» Problem
Those lines of the data that hold the word "clientLeft" are to be copied out.

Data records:
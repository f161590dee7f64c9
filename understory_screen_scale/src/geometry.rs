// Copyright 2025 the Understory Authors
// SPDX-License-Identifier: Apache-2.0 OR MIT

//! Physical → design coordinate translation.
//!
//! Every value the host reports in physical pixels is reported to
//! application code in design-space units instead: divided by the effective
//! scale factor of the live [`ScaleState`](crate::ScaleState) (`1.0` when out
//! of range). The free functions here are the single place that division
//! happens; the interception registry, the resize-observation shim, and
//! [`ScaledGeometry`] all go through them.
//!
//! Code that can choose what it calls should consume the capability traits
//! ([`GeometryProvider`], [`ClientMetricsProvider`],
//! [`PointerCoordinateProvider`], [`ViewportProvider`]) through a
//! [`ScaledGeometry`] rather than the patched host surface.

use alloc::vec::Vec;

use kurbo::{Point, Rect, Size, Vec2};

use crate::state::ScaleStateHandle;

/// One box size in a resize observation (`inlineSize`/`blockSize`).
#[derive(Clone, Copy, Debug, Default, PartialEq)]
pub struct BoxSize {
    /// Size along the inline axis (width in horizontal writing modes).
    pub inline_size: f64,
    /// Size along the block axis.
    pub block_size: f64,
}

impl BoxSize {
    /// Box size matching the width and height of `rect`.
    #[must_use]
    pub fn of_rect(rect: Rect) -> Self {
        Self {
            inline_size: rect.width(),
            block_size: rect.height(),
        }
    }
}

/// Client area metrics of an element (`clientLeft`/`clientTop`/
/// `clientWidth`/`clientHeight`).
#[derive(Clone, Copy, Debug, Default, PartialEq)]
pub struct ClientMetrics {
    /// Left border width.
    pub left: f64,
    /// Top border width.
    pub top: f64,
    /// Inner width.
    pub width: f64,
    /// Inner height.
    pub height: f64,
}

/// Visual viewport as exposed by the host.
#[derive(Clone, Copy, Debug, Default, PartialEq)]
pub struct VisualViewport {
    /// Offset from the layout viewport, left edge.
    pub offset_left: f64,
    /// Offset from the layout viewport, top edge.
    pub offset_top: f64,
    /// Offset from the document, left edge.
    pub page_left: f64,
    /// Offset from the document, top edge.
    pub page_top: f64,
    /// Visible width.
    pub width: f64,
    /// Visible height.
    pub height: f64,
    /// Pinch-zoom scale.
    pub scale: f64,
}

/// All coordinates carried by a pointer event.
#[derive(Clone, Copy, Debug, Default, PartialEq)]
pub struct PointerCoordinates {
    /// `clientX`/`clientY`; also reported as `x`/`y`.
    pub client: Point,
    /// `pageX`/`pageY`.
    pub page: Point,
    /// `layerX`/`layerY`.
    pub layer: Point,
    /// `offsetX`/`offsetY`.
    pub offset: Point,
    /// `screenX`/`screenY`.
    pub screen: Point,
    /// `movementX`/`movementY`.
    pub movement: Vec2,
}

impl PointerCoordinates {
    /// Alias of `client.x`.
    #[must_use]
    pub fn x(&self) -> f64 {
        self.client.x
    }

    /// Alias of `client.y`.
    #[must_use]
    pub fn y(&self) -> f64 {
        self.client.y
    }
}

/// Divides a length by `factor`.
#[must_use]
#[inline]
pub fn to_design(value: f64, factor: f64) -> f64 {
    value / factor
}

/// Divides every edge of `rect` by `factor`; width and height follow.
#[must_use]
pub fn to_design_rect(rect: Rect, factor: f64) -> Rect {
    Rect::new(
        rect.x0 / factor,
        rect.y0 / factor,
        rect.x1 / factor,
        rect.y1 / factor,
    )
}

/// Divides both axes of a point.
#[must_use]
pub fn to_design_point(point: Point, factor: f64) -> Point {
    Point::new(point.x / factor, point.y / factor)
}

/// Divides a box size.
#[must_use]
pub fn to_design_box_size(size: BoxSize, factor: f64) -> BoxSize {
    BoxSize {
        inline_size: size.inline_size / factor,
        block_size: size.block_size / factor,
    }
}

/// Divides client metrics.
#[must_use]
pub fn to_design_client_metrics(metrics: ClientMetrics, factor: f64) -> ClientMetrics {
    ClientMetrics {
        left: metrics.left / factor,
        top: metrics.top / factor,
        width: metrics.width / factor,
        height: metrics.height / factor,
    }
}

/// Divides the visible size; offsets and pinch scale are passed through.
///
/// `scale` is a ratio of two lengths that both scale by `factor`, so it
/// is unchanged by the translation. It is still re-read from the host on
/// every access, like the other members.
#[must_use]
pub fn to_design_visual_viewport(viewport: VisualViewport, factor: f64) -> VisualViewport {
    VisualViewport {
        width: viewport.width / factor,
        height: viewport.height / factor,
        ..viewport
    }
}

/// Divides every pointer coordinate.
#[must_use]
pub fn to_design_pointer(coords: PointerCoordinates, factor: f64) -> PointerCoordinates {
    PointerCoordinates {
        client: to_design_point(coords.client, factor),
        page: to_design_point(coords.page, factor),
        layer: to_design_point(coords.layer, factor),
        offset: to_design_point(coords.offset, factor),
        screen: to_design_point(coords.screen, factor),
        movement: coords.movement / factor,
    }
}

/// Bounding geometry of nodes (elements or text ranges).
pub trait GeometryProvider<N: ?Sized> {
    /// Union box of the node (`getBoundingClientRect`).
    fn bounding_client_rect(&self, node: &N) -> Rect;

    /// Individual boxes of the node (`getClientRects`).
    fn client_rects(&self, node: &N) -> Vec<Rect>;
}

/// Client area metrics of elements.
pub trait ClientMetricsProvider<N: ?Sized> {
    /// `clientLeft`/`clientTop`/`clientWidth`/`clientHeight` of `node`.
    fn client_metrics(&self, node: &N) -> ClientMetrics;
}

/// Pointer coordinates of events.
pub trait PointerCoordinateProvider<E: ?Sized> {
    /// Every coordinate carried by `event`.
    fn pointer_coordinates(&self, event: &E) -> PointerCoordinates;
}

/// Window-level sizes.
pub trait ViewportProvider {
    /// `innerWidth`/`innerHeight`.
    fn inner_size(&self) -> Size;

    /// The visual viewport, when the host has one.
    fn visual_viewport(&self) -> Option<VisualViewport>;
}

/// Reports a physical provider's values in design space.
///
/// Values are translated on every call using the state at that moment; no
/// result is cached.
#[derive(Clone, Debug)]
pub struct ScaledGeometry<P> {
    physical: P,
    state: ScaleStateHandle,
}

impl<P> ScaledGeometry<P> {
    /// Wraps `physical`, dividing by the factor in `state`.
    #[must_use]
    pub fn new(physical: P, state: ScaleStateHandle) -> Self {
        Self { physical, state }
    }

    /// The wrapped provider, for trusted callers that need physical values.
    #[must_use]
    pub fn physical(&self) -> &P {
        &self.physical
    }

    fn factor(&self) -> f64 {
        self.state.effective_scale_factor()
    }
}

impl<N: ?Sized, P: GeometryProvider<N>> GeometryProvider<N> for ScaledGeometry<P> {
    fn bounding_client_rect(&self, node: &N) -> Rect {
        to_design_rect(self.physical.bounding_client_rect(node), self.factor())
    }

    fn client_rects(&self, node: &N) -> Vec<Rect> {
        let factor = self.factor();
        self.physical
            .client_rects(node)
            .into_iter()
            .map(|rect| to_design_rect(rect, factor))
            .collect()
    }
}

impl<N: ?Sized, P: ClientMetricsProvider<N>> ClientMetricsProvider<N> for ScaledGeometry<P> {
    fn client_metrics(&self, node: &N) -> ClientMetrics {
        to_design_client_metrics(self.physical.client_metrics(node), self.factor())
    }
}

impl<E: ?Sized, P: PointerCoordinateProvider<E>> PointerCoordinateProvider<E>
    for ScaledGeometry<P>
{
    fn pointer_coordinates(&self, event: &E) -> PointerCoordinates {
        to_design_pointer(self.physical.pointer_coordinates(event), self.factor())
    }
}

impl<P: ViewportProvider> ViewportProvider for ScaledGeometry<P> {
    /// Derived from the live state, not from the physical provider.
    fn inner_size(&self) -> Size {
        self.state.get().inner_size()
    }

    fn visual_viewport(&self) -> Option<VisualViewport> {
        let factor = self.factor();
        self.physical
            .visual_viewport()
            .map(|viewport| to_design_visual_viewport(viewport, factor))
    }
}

» Solution
/// Client area metrics of an element (`clientLeft`/`clientTop`/
    /// `clientLeft`/`clientTop`/`clientWidth`/`clientHeight` of `node`.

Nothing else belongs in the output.